→ **What to produce**:
Using the listing below, print exactly everything from the line with "use std::sync::Arc;" down to the line with "let (cert, key) = if", both included, and nothing more.

□ □ □

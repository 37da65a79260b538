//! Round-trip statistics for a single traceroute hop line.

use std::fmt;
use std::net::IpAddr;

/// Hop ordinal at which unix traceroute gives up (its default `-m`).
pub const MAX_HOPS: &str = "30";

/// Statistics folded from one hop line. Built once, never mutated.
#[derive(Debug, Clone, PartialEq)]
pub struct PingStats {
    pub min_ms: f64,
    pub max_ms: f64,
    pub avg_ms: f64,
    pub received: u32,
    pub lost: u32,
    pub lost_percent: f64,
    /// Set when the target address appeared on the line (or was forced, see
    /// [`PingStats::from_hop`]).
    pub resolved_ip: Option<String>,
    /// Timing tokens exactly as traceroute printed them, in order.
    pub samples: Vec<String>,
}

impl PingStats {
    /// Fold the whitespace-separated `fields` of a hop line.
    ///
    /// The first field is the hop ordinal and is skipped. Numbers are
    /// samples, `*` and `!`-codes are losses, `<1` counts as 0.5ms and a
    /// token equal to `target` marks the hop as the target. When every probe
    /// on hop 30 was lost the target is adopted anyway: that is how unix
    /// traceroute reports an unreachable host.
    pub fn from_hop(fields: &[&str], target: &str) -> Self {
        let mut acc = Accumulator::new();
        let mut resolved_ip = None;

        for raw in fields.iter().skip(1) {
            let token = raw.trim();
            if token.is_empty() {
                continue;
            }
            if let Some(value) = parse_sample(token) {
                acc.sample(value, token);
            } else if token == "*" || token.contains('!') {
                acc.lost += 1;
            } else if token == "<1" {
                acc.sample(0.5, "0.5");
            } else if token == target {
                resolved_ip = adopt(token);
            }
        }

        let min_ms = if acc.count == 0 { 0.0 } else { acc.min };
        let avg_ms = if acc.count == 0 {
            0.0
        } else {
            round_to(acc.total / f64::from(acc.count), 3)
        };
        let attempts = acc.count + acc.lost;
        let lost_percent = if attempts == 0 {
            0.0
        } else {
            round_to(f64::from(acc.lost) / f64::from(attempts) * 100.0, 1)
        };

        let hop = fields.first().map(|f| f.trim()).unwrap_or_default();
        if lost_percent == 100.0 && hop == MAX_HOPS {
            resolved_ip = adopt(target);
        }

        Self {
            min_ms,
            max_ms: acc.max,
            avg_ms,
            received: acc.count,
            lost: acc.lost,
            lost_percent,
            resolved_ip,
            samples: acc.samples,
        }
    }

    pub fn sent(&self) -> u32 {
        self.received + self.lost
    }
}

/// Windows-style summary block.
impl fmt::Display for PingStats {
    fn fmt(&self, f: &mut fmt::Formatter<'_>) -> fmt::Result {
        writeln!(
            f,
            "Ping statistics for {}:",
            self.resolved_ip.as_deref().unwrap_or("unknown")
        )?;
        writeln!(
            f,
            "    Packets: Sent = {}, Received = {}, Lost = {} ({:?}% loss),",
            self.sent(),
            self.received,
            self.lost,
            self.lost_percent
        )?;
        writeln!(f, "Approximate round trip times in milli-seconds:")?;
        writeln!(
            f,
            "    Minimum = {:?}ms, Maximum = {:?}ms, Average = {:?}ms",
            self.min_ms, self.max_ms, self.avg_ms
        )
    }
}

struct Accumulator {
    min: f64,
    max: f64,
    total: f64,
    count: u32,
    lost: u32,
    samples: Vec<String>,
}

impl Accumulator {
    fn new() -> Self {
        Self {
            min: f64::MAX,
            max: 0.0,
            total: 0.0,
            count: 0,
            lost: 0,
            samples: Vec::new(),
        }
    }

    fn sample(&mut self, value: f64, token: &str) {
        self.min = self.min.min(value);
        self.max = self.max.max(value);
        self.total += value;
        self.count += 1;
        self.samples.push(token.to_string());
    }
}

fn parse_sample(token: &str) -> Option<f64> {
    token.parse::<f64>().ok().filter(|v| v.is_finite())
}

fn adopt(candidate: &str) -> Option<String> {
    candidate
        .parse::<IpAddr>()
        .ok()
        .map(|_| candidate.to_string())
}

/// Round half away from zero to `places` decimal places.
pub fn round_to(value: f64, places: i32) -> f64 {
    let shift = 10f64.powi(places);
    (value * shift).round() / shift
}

□ □ □

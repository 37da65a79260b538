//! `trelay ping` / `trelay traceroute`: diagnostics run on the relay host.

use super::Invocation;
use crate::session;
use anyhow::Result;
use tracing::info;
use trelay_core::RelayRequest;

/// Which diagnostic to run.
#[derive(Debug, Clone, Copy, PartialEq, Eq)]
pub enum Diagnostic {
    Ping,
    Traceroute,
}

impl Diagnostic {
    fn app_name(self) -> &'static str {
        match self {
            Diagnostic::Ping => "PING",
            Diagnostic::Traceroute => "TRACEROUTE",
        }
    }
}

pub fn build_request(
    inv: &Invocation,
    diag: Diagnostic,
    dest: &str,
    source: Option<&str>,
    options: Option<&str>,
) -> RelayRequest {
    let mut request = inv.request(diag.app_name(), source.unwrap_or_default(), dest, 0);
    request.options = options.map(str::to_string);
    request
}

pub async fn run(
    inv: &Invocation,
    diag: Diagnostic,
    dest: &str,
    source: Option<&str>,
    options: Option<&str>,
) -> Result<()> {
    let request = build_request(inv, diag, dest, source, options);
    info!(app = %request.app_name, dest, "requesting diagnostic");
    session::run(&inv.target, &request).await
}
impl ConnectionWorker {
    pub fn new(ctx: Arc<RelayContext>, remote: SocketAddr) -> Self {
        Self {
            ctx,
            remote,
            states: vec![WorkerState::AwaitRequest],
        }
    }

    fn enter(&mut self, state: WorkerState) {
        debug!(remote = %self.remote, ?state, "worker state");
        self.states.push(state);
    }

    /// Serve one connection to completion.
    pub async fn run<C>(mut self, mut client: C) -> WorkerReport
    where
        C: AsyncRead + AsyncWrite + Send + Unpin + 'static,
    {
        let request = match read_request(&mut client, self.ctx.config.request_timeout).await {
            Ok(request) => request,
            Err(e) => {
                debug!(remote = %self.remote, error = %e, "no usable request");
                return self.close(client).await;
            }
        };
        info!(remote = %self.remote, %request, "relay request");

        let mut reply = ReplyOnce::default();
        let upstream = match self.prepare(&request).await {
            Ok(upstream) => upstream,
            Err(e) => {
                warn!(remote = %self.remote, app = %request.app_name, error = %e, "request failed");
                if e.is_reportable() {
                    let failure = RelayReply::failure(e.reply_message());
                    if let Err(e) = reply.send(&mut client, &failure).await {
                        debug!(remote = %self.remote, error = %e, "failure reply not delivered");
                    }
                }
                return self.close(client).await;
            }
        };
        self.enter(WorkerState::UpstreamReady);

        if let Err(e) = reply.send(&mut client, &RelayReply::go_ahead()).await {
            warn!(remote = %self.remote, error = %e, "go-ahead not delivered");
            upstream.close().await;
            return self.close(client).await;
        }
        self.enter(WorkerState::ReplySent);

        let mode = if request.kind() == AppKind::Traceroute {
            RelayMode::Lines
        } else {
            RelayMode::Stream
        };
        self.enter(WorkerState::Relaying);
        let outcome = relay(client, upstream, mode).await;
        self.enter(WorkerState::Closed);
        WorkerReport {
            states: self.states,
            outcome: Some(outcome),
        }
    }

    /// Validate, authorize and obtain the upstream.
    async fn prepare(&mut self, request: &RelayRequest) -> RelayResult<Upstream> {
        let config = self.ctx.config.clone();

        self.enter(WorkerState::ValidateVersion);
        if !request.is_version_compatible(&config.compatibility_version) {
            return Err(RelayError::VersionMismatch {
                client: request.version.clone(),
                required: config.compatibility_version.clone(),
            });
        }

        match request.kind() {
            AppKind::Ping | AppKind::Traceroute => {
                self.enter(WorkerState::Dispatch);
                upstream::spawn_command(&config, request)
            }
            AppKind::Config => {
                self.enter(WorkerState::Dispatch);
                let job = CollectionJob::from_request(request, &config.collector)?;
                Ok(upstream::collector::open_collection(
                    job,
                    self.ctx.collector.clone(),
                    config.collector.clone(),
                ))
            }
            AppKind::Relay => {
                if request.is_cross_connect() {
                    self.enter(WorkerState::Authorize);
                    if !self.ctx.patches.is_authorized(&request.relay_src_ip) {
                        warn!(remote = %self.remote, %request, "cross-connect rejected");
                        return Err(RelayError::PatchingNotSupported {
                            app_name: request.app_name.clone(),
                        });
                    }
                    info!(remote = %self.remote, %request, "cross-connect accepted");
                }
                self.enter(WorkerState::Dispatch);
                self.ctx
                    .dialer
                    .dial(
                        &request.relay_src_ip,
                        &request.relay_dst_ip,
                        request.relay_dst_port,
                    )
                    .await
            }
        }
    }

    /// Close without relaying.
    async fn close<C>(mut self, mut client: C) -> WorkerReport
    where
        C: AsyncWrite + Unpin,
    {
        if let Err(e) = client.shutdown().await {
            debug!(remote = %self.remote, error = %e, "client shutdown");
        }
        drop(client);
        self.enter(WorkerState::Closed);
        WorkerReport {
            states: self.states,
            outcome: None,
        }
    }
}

□ □ □

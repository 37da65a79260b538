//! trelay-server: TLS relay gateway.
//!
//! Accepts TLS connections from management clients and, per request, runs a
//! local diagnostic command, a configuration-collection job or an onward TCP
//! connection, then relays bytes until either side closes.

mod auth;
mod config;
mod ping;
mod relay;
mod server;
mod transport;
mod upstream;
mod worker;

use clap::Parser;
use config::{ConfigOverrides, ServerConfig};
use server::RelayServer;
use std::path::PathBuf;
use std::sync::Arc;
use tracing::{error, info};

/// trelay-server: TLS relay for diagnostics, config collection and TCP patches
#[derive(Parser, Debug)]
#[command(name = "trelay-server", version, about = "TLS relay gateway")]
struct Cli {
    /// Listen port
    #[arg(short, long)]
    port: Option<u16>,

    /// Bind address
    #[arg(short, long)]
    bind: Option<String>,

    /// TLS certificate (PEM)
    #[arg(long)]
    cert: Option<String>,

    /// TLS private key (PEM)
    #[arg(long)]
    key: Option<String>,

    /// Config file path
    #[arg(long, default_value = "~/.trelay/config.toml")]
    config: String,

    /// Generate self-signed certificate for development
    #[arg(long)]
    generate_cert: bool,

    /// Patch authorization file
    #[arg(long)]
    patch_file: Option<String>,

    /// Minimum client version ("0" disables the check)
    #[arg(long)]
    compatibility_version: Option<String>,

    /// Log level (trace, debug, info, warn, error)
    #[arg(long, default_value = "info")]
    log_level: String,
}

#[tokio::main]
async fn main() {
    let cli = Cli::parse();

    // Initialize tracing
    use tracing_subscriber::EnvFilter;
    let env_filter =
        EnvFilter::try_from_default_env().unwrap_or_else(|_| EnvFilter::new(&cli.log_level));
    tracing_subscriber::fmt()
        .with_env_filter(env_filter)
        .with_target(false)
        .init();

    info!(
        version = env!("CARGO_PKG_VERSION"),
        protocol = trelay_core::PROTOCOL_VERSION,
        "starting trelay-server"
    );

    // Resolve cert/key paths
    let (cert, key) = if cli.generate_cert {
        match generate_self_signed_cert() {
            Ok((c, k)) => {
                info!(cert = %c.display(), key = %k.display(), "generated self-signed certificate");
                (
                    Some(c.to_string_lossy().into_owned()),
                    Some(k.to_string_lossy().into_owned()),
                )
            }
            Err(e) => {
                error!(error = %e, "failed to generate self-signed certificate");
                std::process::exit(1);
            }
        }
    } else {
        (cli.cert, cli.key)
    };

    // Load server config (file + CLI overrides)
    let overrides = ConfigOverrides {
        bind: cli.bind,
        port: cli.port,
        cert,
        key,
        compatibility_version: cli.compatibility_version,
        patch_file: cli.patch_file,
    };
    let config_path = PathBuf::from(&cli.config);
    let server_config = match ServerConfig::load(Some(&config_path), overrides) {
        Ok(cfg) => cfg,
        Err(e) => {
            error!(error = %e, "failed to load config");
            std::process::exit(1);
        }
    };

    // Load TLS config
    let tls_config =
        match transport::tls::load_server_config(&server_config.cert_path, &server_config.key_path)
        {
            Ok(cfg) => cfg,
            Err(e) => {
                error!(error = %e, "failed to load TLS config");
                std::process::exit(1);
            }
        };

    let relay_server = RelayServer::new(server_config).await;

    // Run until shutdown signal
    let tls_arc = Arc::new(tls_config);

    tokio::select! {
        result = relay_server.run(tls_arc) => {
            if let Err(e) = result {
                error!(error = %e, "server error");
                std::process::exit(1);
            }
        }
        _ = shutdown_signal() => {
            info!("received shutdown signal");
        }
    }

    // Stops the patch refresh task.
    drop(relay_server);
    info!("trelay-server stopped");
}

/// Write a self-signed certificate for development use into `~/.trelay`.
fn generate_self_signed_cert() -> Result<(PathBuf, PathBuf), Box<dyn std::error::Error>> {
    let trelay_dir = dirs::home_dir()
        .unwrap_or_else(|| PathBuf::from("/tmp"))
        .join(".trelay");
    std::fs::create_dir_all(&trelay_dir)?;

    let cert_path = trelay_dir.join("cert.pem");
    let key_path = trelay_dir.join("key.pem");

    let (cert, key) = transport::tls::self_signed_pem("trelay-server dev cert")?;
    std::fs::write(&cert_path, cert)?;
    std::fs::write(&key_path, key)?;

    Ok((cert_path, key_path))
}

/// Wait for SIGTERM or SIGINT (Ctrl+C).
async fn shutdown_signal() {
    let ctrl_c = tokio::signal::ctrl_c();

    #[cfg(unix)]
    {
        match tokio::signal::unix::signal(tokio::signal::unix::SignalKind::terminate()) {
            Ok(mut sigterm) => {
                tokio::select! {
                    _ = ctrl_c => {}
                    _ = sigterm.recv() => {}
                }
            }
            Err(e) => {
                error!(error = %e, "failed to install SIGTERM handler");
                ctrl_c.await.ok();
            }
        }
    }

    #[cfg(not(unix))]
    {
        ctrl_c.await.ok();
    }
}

□ □ □

→ **Problem solution**:
use std::sync::Arc;
use tracing::{error, info};

/// trelay-server: TLS relay for diagnostics, config collection and TCP patches
#[derive(Parser, Debug)]
#[command(name = "trelay-server", version, about = "TLS relay gateway")]
struct Cli {
    /// Listen port
    #[arg(short, long)]
    port: Option<u16>,

    /// Bind address
    #[arg(short, long)]
    bind: Option<String>,

    /// TLS certificate (PEM)
    #[arg(long)]
    cert: Option<String>,

    /// TLS private key (PEM)
    #[arg(long)]
    key: Option<String>,

    /// Config file path
    #[arg(long, default_value = "~/.trelay/config.toml")]
    config: String,

    /// Generate self-signed certificate for development
    #[arg(long)]
    generate_cert: bool,

    /// Patch authorization file
    #[arg(long)]
    patch_file: Option<String>,

    /// Minimum client version ("0" disables the check)
    #[arg(long)]
    compatibility_version: Option<String>,

    /// Log level (trace, debug, info, warn, error)
    #[arg(long, default_value = "info")]
    log_level: String,
}

#[tokio::main]
async fn main() {
    let cli = Cli::parse();

    // Initialize tracing
    use tracing_subscriber::EnvFilter;
    let env_filter =
        EnvFilter::try_from_default_env().unwrap_or_else(|_| EnvFilter::new(&cli.log_level));
    tracing_subscriber::fmt()
        .with_env_filter(env_filter)
        .with_target(false)
        .init();

    info!(
        version = env!("CARGO_PKG_VERSION"),
        protocol = trelay_core::PROTOCOL_VERSION,
        "starting trelay-server"
    );

    // Resolve cert/key paths
    let (cert, key) = if cli.generate_cert {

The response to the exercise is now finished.